Incapables de regarder un peu plus loin que le fondamentalisme néolibéral, ils ne peuvent pas imaginer qu’il puisse exister d’autres formes de relations entre les êtres humains et leur environnement. Il s’agit donc d’amplifier la portée des marchés pour qu’ils incorporent expressément la nature dans leur logique de valorisation. Ceci suppose le dépassement de tous les obstacles et résistances qui font face à la marchandisation de la nature. Il faut donc commencer par donner un prix à la nature, et ainsi s’ouvrent de nouveaux horizons de spéculation et valorisation du capital.

Est-ce que le fait que le sommet Rio+20 se déroule au Brésil est important dans cette perspective ?

Je pense qu’il faut effectivement se demander ce que cherche le Brésil en accueillant cette conférence. Il faut se rendre compte que le Brésil joue aujourd’hui un double jeu. D’une part envers le continent sud-américain où son pouvoir augmente avec une visée hégémonique s’opposant à celle des États-Unis. Mais il faut comprendre également que le Brésil ne se limite pas au continent, mais joue dans la cour des grands. Le Brésil utilise ainsi sa relation avec le continent pour obtenir un siège au conseil de sécurité des Nations-Unies, ou pour être reconnu comme l’une des principales économies. Et ce double-jeu est présent en permanence.

A ce titre, il est intéressant de se rendre compte que les principaux conflits liés à l’extraction en Amérique Latine, sont liés à la présence du Brésil. Dans le cas de la route du Tipnis en Bolivie, par exemple, Lula a joué un rôle important pour faire pression sur la Bolivie pour obtenir la création de la route, et ce alors que le financement devait venir de la Banque de développement du Brésil, plus importante banque de développement de la planète. Le tout profitant généralement aux entreprises brésiliennes.

Plus généralement, le modèle ayant présidé à la construction des infrastructures routières et de communications en Amérique Latine, fut pensé depuis le Brésil et en fonction du Brésil. Bien plus grave qu’un accord international qui peut toujours être revu, la construction d’infrastructures en fonction d’un modèle productif déterminé est bien plus définitive, plus difficile à modifier. Nous assistons à un processus de refonte du territoire en fonction de l’approfondissement de la logique primo-exportatrice extractiviste, le Brésil en étant le centre. Si ce dernier se présente avec une image verte, qui va bien pour Rio+20, cela a peu à voir avec les principaux conflits qui s’y déroulent, tels que la construction de l’immense barrage Belo Monte, ou qui ont lieu à l’extérieur de ses frontières.

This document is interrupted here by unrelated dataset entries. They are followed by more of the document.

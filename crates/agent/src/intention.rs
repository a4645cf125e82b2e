use serde::Serialize;

use crate::desire::Desire;
use crate::plan::Plan;
use crate::types::{IntentionId, Timestamp};

#[derive(Debug, Clone, Serialize, PartialEq, Eq)]
#[serde(rename_all = "snake_case", tag = "state")]
pub enum IntentionStatus {
    Active,
    Achieved,
    Failed { reason: String },
}

impl IntentionStatus {
    pub fn is_terminal(&self) -> bool {
        !matches!(self, IntentionStatus::Active)
    }

    pub fn label(&self) -> &'static str {
        match self {
            IntentionStatus::Active => "active",
            IntentionStatus::Achieved => "achieved",
            IntentionStatus::Failed { .. } => "failed",
        }
    }
}

/// A desire the agent committed to, bound to the plan chosen for it.
#[derive(Debug, Clone)]
pub struct Intention {
    pub id: IntentionId,
    pub desire: Desire,
    pub plan: Plan,
    pub status: IntentionStatus,
    pub created_at: Timestamp,
    stall_reported: bool,
}

impl Intention {
    pub fn new(desire: Desire, plan: Plan) -> Self {
        Self {
            id: IntentionId::new(),
            desire,
            plan,
            status: IntentionStatus::Active,
            created_at: Timestamp::now(),
            stall_reported: false,
        }
    }

    pub fn goal(&self) -> &str {
        self.desire.goal()
    }

    pub fn is_active(&self) -> bool {
        self.status == IntentionStatus::Active
    }

    /// Marks the intention as stalled. Returns true only the first time.
    pub(crate) fn report_stall(&mut self) -> bool {
        !std::mem::replace(&mut self.stall_reported, true)
    }

    pub fn view(&self) -> IntentionView {
        IntentionView {
            id: self.id,
            goal: self.goal().to_string(),
            priority: self.desire.priority(),
            plan: self.plan.name.clone(),
            status: self.status.clone(),
        }
    }
}

impl PartialEq for Intention {
    fn eq(&self, other: &Self) -> bool {
        self.desire == other.desire && self.status == other.status
    }
}

/// Serializable copy of an intention for monitoring.
#[derive(Debug, Clone, Serialize)]
pub struct IntentionView {
    pub id: IntentionId,
    pub goal: String,
    pub priority: f64,
    pub plan: String,
    pub status: IntentionStatus,
}

/// Intentions of a single agent, in creation order.
#[derive(Debug, Clone, Default)]
pub struct IntentionTable {
    intentions: Vec<Intention>,
}

impl IntentionTable {
    pub fn new() -> Self {
        Self::default()
    }

    /// Adds an intention unless one with the same (desire, status) exists.
    pub fn insert(&mut self, intention: Intention) -> bool {
        if self.intentions.iter().any(|i| *i == intention) {
            return false;
        }
        self.intentions.push(intention);
        true
    }

    pub fn has_active(&self, goal: &str) -> bool {
        self.intentions
            .iter()
            .any(|i| i.is_active() && i.goal() == goal)
    }

    pub fn get(&self, id: &IntentionId) -> Option<&Intention> {
        self.intentions.iter().find(|i| i.id == *id)
    }

    pub fn get_mut(&mut self, id: &IntentionId) -> Option<&mut Intention> {
        self.intentions.iter_mut().find(|i| i.id == *id)
    }

    pub fn active_ids(&self) -> Vec<IntentionId> {
        self.intentions
            .iter()
            .filter(|i| i.is_active())
            .map(|i| i.id)
            .collect()
    }

    pub fn active_goals(&self) -> impl Iterator<Item = &str> {
        self.intentions
            .iter()
            .filter(|i| i.is_active())
            .map(|i| i.goal())
    }

    /// Removes every intention that is no longer active and returns them.
    pub fn prune(&mut self) -> Vec<Intention> {
        let (done, active): (Vec<_>, Vec<_>) = std::mem::take(&mut self.intentions)
            .into_iter()
            .partition(|i| i.status.is_terminal());
        self.intentions = active;
        done
    }

    pub fn iter(&self) -> impl Iterator<Item = &Intention> {
        self.intentions.iter()
    }

    pub fn views(&self) -> Vec<IntentionView> {
        self.intentions.iter().map(Intention::view).collect()
    }

    pub fn len(&self) -> usize {
        self.intentions.len()
    }

    pub fn is_empty(&self) -> bool {
        self.intentions.is_empty()
    }
}

#[cfg(test)]
mod tests {
    use super::*;

    fn intention(goal: &str) -> Intention {
        Intention::new(Desire::new(goal, 1.0), Plan::new("P", "p"))
    }

    #[test]
    fn test_duplicate_rejected() {
        let mut table = IntentionTable::new();
        assert!(table.insert(intention("p(1)")));
        assert!(!table.insert(intention("p(1)")));
        assert_eq!(table.len(), 1);
    }

    #[test]
    fn test_prune_removes_terminal() {
        let mut table = IntentionTable::new();
        let a = intention("p(1)");
        let b = intention("p(2)");
        let c = intention("p(3)");
        let (a_id, b_id) = (a.id, b.id);
        table.insert(a);
        table.insert(b);
        table.insert(c);

        if let Some(i) = table.get_mut(&a_id) {
            i.status = IntentionStatus::Achieved;
        }
        if let Some(i) = table.get_mut(&b_id) {
            i.status = IntentionStatus::Failed {
                reason: "boom".into(),
            };
        }

        let done = table.prune();
        assert_eq!(done.len(), 2);
        assert_eq!(table.len(), 1);
        assert!(table.has_active("p(3)"));
        assert!(!table.has_active("p(1)"));
    }

    #[test]
    fn test_stall_reported_once() {
        let mut i = intention("unknown(1)");
        assert!(i.report_stall());
        assert!(!i.report_stall());
    }

    #[test]
    fn test_status_labels() {
        assert_eq!(IntentionStatus::Active.label(), "active");
        assert!(IntentionStatus::Achieved.is_terminal());
        assert!(!IntentionStatus::Active.is_terminal());
    }
}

Quelles sont les alternatives à l’économie verte ? Les droits de la nature ? Quel est le paradigme alternatif ?

Le paradigme alternatif est un paradigme en construction qu’il nous faut imaginer. Il est suffisamment clair que le paradigme dominant ne fonctionne pas. Nous disposons de suffisamment d’expériences de modèles de production locaux et régionaux, d’expériences. Ce qu’il nous manque c’est la construction d’une alternative politiquement viable qu’un gouvernement pourrait mettre en œuvre. Cela ne peut prendre corps qu’à travers un long processus de transition. La question est de savoir si cette transition est assez rapide pour être en mesure de répondre à la vitesse avec laquelle le processus de destruction se produit. Je n’ai guère de doute sur le fait que nous vivons une crise civilisationnelle et sur l’idée que la notion d’une croissance continue sur une planète limitée atteint ses limites. Mais nous avons peu de temps.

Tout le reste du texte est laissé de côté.